> Aim of the exercise
Count how many lines of the data below contain the string "DateNotified"; the reply should be that number alone.
··· Supplied material ···
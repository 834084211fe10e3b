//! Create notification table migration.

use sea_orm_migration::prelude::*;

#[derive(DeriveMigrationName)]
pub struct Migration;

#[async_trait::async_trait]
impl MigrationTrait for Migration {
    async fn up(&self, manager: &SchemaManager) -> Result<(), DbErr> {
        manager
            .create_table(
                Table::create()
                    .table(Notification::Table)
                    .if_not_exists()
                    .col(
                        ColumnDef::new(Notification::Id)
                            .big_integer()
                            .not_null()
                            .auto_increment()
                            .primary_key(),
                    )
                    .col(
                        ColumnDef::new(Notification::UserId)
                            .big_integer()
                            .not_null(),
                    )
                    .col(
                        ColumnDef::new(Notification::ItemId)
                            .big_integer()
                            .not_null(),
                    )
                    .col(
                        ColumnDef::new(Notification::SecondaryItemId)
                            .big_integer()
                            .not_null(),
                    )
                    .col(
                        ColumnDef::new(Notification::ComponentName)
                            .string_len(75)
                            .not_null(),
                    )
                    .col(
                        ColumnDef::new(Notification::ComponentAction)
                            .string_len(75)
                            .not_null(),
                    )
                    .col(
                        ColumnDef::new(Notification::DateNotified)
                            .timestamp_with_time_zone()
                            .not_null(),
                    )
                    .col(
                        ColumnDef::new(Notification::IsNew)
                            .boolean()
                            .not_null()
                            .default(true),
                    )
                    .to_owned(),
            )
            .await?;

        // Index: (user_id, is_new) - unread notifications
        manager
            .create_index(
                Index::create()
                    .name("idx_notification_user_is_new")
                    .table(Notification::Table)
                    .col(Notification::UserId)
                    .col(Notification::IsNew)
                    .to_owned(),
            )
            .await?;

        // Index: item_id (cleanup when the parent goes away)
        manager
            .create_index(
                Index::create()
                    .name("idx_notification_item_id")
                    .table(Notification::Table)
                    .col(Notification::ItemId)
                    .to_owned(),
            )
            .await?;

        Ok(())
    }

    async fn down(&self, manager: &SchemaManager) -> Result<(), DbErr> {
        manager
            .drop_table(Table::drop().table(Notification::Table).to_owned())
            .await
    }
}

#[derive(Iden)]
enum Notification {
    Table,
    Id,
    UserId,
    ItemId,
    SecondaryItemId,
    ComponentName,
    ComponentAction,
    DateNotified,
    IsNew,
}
···
··· Supplied material ···
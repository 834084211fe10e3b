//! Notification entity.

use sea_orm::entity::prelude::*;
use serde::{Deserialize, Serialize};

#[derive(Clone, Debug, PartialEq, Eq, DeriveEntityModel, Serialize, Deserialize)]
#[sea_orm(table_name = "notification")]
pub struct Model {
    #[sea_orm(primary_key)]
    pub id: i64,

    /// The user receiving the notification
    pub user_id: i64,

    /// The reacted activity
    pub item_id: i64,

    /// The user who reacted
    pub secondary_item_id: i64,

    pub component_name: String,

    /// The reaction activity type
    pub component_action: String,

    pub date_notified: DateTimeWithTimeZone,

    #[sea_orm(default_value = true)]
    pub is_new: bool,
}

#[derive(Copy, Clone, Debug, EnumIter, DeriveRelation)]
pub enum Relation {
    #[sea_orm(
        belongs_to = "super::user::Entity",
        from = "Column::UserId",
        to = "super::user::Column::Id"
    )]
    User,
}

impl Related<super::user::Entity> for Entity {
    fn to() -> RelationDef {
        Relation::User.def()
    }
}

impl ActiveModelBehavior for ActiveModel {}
···
··· Supplied material ···
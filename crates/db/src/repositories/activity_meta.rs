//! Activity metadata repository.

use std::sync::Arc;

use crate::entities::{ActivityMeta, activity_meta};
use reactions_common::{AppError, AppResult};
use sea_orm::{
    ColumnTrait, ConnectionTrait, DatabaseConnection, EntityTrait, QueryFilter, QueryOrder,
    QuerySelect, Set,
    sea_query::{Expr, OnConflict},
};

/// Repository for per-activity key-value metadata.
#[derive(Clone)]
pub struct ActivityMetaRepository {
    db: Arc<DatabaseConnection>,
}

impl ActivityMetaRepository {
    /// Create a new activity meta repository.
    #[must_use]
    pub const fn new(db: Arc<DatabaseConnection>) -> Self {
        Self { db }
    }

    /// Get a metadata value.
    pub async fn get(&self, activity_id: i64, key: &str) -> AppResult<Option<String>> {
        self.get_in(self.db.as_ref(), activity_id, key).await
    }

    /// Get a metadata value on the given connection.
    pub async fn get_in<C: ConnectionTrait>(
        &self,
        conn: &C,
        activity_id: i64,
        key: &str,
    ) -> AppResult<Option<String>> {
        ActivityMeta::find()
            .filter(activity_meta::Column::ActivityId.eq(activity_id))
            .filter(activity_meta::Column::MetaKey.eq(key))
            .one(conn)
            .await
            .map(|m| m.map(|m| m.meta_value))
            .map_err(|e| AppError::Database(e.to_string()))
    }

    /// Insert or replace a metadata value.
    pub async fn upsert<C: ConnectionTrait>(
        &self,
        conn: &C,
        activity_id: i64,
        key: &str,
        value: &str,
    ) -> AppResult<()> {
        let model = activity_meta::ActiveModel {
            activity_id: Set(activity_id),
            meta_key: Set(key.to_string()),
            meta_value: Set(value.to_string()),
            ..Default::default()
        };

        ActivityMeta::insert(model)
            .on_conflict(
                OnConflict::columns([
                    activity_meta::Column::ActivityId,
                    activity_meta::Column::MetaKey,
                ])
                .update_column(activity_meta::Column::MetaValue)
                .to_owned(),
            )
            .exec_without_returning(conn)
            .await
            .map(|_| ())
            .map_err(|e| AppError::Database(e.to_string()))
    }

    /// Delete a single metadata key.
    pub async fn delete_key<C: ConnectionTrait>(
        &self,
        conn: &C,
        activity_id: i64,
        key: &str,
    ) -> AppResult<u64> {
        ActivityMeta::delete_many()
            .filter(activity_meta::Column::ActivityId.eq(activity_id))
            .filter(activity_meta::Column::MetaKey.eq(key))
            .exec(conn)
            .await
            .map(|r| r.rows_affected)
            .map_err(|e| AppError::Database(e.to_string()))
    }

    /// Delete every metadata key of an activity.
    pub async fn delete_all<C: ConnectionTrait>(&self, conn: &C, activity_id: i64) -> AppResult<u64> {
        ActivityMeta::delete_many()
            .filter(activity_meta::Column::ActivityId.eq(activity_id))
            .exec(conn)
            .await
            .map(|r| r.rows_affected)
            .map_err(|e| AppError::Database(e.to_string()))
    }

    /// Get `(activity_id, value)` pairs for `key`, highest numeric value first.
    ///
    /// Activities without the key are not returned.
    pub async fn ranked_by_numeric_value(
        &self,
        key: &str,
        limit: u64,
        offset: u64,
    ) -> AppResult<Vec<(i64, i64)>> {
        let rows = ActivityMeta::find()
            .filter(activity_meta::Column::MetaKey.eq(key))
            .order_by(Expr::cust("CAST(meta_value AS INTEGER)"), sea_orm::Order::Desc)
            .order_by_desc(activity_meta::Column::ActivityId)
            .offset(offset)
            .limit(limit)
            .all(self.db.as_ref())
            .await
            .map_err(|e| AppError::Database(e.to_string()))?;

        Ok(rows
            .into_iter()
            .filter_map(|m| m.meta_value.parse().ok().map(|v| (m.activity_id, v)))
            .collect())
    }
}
···
> Answer space
2